(Stored data)
———
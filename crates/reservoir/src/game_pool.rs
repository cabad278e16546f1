//! # Scene Object Pools
//!
//! An [`ObjectPool`] whose instances are engine-managed scene objects.
//!
//! On top of the generic pool this adds:
//! - Creation through the runtime's `instantiate` primitive
//! - Name normalization (`"Bullet(Clone)"` → `"Bullet"`)
//! - One lazily created group per pool that every instance is parented under
//! - Positioned recycling
//! - World-lifecycle teardown that respects persisting instances

use std::rc::Rc;

use reservoir_core::{
    LimitHandling, ObjectFactory, ObjectId, ObjectPool, PoolConfig, PoolId, PoolResult, PoolStats,
    Quat, TeardownReport, Vec3,
};

use crate::scene::{strip_clone_suffix, GroupId, Prefab, RuntimeHandle, SceneObject, SceneRuntime};

/// Factory that creates scene objects through the runtime.
pub struct SceneSpawner<R: SceneRuntime> {
    runtime: RuntimeHandle<R>,
    prefab: Option<R::Prefab>,
    group: Option<GroupId>,
}

impl<R: SceneRuntime> SceneSpawner<R> {
    /// Creates a spawner for `prefab`. Without a prefab nothing is created.
    #[must_use]
    pub fn new(runtime: RuntimeHandle<R>, prefab: Option<R::Prefab>) -> Self {
        Self {
            runtime,
            prefab,
            group: None,
        }
    }

    /// Returns the prefab.
    #[must_use]
    pub fn prefab(&self) -> Option<&R::Prefab> {
        self.prefab.as_ref()
    }

    /// Returns the group, if it has been created.
    #[must_use]
    pub fn group(&self) -> Option<GroupId> {
        self.group
    }

    fn ensure_group(&mut self) -> GroupId {
        if let Some(group) = self.group {
            return group;
        }
        let name = format!(
            "{} Pool",
            self.prefab.as_ref().map_or("Unnamed", Prefab::name)
        );
        let group = self.runtime.borrow_mut().create_group(&name);
        tracing::debug!("Created pool group '{}' ({:?})", name, group);
        self.group = Some(group);
        group
    }

    fn destroy_group(&mut self) -> bool {
        match self.group.take() {
            Some(group) => {
                self.runtime.borrow_mut().destroy_group(group);
                true
            }
            None => false,
        }
    }
}

impl<R: SceneRuntime> ObjectFactory for SceneSpawner<R> {
    type Object = R::Object;

    fn create_object(&mut self) -> Option<R::Object> {
        let prefab = self.prefab.as_ref()?;
        self.runtime.borrow_mut().instantiate(prefab)
    }

    fn on_object_created(&mut self, _id: ObjectId, object: &mut R::Object) {
        let name = strip_clone_suffix(object.name()).to_owned();
        object.set_name(name);
        let group = self.ensure_group();
        object.set_parent(group);
    }

    fn destroy_object(&mut self, object: R::Object) {
        self.runtime.borrow_mut().destroy(object);
    }
}

/// A pool of scene objects created from one prefab.
///
/// # Panics
///
/// Operations that create or destroy instances borrow the runtime mutably.
/// Calling them while the caller holds a borrow of the same runtime panics.
pub struct GameObjectPool<R: SceneRuntime> {
    pool: ObjectPool<SceneSpawner<R>>,
}

impl<R: SceneRuntime> GameObjectPool<R> {
    /// Creates a pool for `prefab` and seeds it per `config`.
    #[must_use]
    pub fn new(runtime: RuntimeHandle<R>, prefab: Option<R::Prefab>, config: &PoolConfig) -> Self {
        Self {
            pool: ObjectPool::new(SceneSpawner::new(runtime, prefab), config),
        }
    }

    /// Creates a pool sharing `runtime`.
    #[must_use]
    pub fn with_runtime(runtime: &RuntimeHandle<R>, prefab: R::Prefab, config: &PoolConfig) -> Self {
        Self::new(Rc::clone(runtime), Some(prefab), config)
    }

    // =========================================================================
    // Pool operations
    // =========================================================================

    /// Creates one vacant instance. See [`ObjectPool::add`].
    pub fn add(&mut self) -> Option<ObjectId> {
        self.pool.add()
    }

    /// Hands out an instance. See [`ObjectPool::recycle`].
    pub fn recycle(&mut self) -> Option<ObjectId> {
        self.pool.recycle()
    }

    /// Hands out an instance already placed at `position`/`rotation`.
    ///
    /// Order of effects: dequeue or create → placement → `pre_hook` →
    /// the instance's recycled hook. The recycled hook always observes the
    /// final placement.
    pub fn recycle_at<H>(&mut self, position: Vec3, rotation: Quat, pre_hook: H) -> Option<ObjectId>
    where
        H: FnOnce(ObjectId, &mut R::Object),
    {
        self.pool.recycle_with(|id, object| {
            object.set_placement(position, rotation);
            pre_hook(id, object);
        })
    }

    /// Returns an instance to the vacant queue. See [`ObjectPool::deactivate`].
    ///
    /// # Errors
    ///
    /// Fails without side effects if `id` is foreign or stale.
    pub fn deactivate(&mut self, id: ObjectId) -> PoolResult<()> {
        self.pool.deactivate(id)
    }

    /// Destroys one instance. See [`ObjectPool::dispatch`].
    pub fn dispatch(&mut self) -> Option<ObjectId> {
        self.pool.dispatch()
    }

    /// Destroys a specific instance. See [`ObjectPool::dispatch_object`].
    ///
    /// # Errors
    ///
    /// Fails without side effects if `id` is foreign or stale.
    pub fn dispatch_object(&mut self, id: ObjectId) -> PoolResult<()> {
        self.pool.dispatch_object(id)
    }

    /// Applies self-reported lifecycle events.
    pub fn process_events(&mut self) -> usize {
        self.pool.process_events()
    }

    /// Evaluates which instances to destroy on a world-lifecycle transition.
    ///
    /// Instances flagged `dont_destroy_on_load` are kept. Every other
    /// instance is destroyed through the runtime. If nothing was kept, the
    /// pool's group is destroyed too and the pool is left empty.
    pub fn evaluate_destruction(&mut self) -> TeardownReport {
        let report = self.pool.release_non_persistent();
        if report.kept == 0 {
            self.pool.clear();
            self.pool.factory_mut().destroy_group();
        }
        report
    }

    /// Destroys every instance and the group.
    pub fn destroy_all(&mut self) {
        self.pool.clear();
        self.pool.factory_mut().destroy_group();
    }

    // =========================================================================
    // Queries
    // =========================================================================

    /// Returns the pool's identifier.
    #[must_use]
    pub fn id(&self) -> PoolId {
        self.pool.id()
    }

    /// Returns the prefab this pool instantiates.
    #[must_use]
    pub fn prefab(&self) -> Option<&R::Prefab> {
        self.pool.factory().prefab()
    }

    /// Returns the group instances are parented under, once created.
    #[must_use]
    pub fn group(&self) -> Option<GroupId> {
        self.pool.factory().group()
    }

    /// Number of live instances.
    #[must_use]
    pub fn count(&self) -> usize {
        self.pool.count()
    }

    /// Number of instances in use.
    #[must_use]
    pub fn occupied_count(&self) -> usize {
        self.pool.occupied_count()
    }

    /// Number of vacant instances.
    #[must_use]
    pub fn vacant_count(&self) -> usize {
        self.pool.vacant_count()
    }

    /// Capacity limit.
    #[must_use]
    pub fn limit(&self) -> Option<usize> {
        self.pool.limit()
    }

    /// Limit policy.
    #[must_use]
    pub fn limit_handling(&self) -> LimitHandling {
        self.pool.limit_handling()
    }

    /// Usage counters.
    #[must_use]
    pub fn stats(&self) -> PoolStats {
        self.pool.stats()
    }

    /// Gets a live instance.
    #[must_use]
    pub fn get(&self, id: ObjectId) -> Option<&R::Object> {
        self.pool.get(id)
    }

    /// Gets a live instance mutably.
    pub fn get_mut(&mut self, id: ObjectId) -> Option<&mut R::Object> {
        self.pool.get_mut(id)
    }

    /// Returns the underlying generic pool.
    #[must_use]
    pub fn pool(&self) -> &ObjectPool<SceneSpawner<R>> {
        &self.pool
    }

    /// Returns the underlying generic pool mutably.
    pub fn pool_mut(&mut self) -> &mut ObjectPool<SceneSpawner<R>> {
        &mut self.pool
    }
}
———
**Aim of the exercise:** Please return the full set of records exactly as given above.

**Written reply:**
filename crates/reservoir/src/game_pool.rs
repository cabad278e16546f1
//! # Scene Object Pools
//!
//! An [`ObjectPool`] whose instances are engine-managed scene objects.
//!
//! On top of the generic pool this adds:
//! - Creation through the runtime's `instantiate` primitive
//! - Name normalization (`"Bullet(Clone)"` → `"Bullet"`)
//! - One lazily created group per pool that every instance is parented under
//! - Positioned recycling
//! - World-lifecycle teardown that respects persisting instances

use std::rc::Rc;

use reservoir_core::{
    LimitHandling, ObjectFactory, ObjectId, ObjectPool, PoolConfig, PoolId, PoolResult, PoolStats,
    Quat, TeardownReport, Vec3,
};

use crate::scene::{strip_clone_suffix, GroupId, Prefab, RuntimeHandle, SceneObject, SceneRuntime};

/// Factory that creates scene objects through the runtime.
pub struct SceneSpawner<R: SceneRuntime> {
    runtime: RuntimeHandle<R>,
    prefab: Option<R::Prefab>,
    group: Option<GroupId>,
}

impl<R: SceneRuntime> SceneSpawner<R> {
    /// Creates a spawner for `prefab`. Without a prefab nothing is created.
    #[must_use]
    pub fn new(runtime: RuntimeHandle<R>, prefab: Option<R::Prefab>) -> Self {
        Self {
            runtime,
            prefab,
            group: None,
        }
    }

    /// Returns the prefab.
    #[must_use]
    pub fn prefab(&self) -> Option<&R::Prefab> {
        self.prefab.as_ref()
    }

    /// Returns the group, if it has been created.
    #[must_use]
    pub fn group(&self) -> Option<GroupId> {
        self.group
    }

    fn ensure_group(&mut self) -> GroupId {
        if let Some(group) = self.group {
            return group;
        }
        let name = format!(
            "{} Pool",
            self.prefab.as_ref().map_or("Unnamed", Prefab::name)
        );
        let group = self.runtime.borrow_mut().create_group(&name);
        tracing::debug!("Created pool group '{}' ({:?})", name, group);
        self.group = Some(group);
        group
    }

    fn destroy_group(&mut self) -> bool {
        match self.group.take() {
            Some(group) => {
                self.runtime.borrow_mut().destroy_group(group);
                true
            }
            None => false,
        }
    }
}

impl<R: SceneRuntime> ObjectFactory for SceneSpawner<R> {
    type Object = R::Object;

    fn create_object(&mut self) -> Option<R::Object> {
        let prefab = self.prefab.as_ref()?;
        self.runtime.borrow_mut().instantiate(prefab)
    }

    fn on_object_created(&mut self, _id: ObjectId, object: &mut R::Object) {
        let name = strip_clone_suffix(object.name()).to_owned();
        object.set_name(name);
        let group = self.ensure_group();
        object.set_parent(group);
    }

    fn destroy_object(&mut self, object: R::Object) {
        self.runtime.borrow_mut().destroy(object);
    }
}

/// A pool of scene objects created from one prefab.
///
/// # Panics
///
/// Operations that create or destroy instances borrow the runtime mutably.
/// Calling them while the caller holds a borrow of the same runtime panics.
pub struct GameObjectPool<R: SceneRuntime> {
    pool: ObjectPool<SceneSpawner<R>>,
}

impl<R: SceneRuntime> GameObjectPool<R> {
    /// Creates a pool for `prefab` and seeds it per `config`.
    #[must_use]
    pub fn new(runtime: RuntimeHandle<R>, prefab: Option<R::Prefab>, config: &PoolConfig) -> Self {
        Self {
            pool: ObjectPool::new(SceneSpawner::new(runtime, prefab), config),
        }
    }

    /// Creates a pool sharing `runtime`.
    #[must_use]
    pub fn with_runtime(runtime: &RuntimeHandle<R>, prefab: R::Prefab, config: &PoolConfig) -> Self {
        Self::new(Rc::clone(runtime), Some(prefab), config)
    }

    // =========================================================================
    // Pool operations
    // =========================================================================

    /// Creates one vacant instance. See [`ObjectPool::add`].
    pub fn add(&mut self) -> Option<ObjectId> {
        self.pool.add()
    }

    /// Hands out an instance. See [`ObjectPool::recycle`].
    pub fn recycle(&mut self) -> Option<ObjectId> {
        self.pool.recycle()
    }

    /// Hands out an instance already placed at `position`/`rotation`.
    ///
    /// Order of effects: dequeue or create → placement → `pre_hook` →
    /// the instance's recycled hook. The recycled hook always observes the
    /// final placement.
    pub fn recycle_at<H>(&mut self, position: Vec3, rotation: Quat, pre_hook: H) -> Option<ObjectId>
    where
        H: FnOnce(ObjectId, &mut R::Object),
    {
        self.pool.recycle_with(|id, object| {
            object.set_placement(position, rotation);
            pre_hook(id, object);
        })
    }

    /// Returns an instance to the vacant queue. See [`ObjectPool::deactivate`].
    ///
    /// # Errors
    ///
    /// Fails without side effects if `id` is foreign or stale.
    pub fn deactivate(&mut self, id: ObjectId) -> PoolResult<()> {
        self.pool.deactivate(id)
    }

    /// Destroys one instance. See [`ObjectPool::dispatch`].
    pub fn dispatch(&mut self) -> Option<ObjectId> {
        self.pool.dispatch()
    }

    /// Destroys a specific instance. See [`ObjectPool::dispatch_object`].
    ///
    /// # Errors
    ///
    /// Fails without side effects if `id` is foreign or stale.
    pub fn dispatch_object(&mut self, id: ObjectId) -> PoolResult<()> {
        self.pool.dispatch_object(id)
    }

    /// Applies self-reported lifecycle events.
    pub fn process_events(&mut self) -> usize {
        self.pool.process_events()
    }

    /// Evaluates which instances to destroy on a world-lifecycle transition.
    ///
    /// Instances flagged `dont_destroy_on_load` are kept. Every other
    /// instance is destroyed through the runtime. If nothing was kept, the
    /// pool's group is destroyed too and the pool is left empty.
    pub fn evaluate_destruction(&mut self) -> TeardownReport {
        let report = self.pool.release_non_persistent();
        if report.kept == 0 {
            self.pool.clear();
            self.pool.factory_mut().destroy_group();
        }
        report
    }

    /// Destroys every instance and the group.
    pub fn destroy_all(&mut self) {
        self.pool.clear();
        self.pool.factory_mut().destroy_group();
    }

    // =========================================================================
    // Queries
    // =========================================================================

    /// Returns the pool's identifier.
    #[must_use]
    pub fn id(&self) -> PoolId {
        self.pool.id()
    }

    /// Returns the prefab this pool instantiates.
    #[must_use]
    pub fn prefab(&self) -> Option<&R::Prefab> {
        self.pool.factory().prefab()
    }

    /// Returns the group instances are parented under, once created.
    #[must_use]
    pub fn group(&self) -> Option<GroupId> {
        self.pool.factory().group()
    }

    /// Number of live instances.
    #[must_use]
    pub fn count(&self) -> usize {
        self.pool.count()
    }

    /// Number of instances in use.
    #[must_use]
    pub fn occupied_count(&self) -> usize {
        self.pool.occupied_count()
    }

    /// Number of vacant instances.
    #[must_use]
    pub fn vacant_count(&self) -> usize {
        self.pool.vacant_count()
    }

    /// Capacity limit.
    #[must_use]
    pub fn limit(&self) -> Option<usize> {
        self.pool.limit()
    }

    /// Limit policy.
    #[must_use]
    pub fn limit_handling(&self) -> LimitHandling {
        self.pool.limit_handling()
    }

    /// Usage counters.
    #[must_use]
    pub fn stats(&self) -> PoolStats {
        self.pool.stats()
    }

    /// Gets a live instance.
    #[must_use]
    pub fn get(&self, id: ObjectId) -> Option<&R::Object> {
        self.pool.get(id)
    }

    /// Gets a live instance mutably.
    pub fn get_mut(&mut self, id: ObjectId) -> Option<&mut R::Object> {
        self.pool.get_mut(id)
    }

    /// Returns the underlying generic pool.
    #[must_use]
    pub fn pool(&self) -> &ObjectPool<SceneSpawner<R>> {
        &self.pool
    }

    /// Returns the underlying generic pool mutably.
    pub fn pool_mut(&mut self) -> &mut ObjectPool<SceneSpawner<R>> {
        &mut self.pool
    }
}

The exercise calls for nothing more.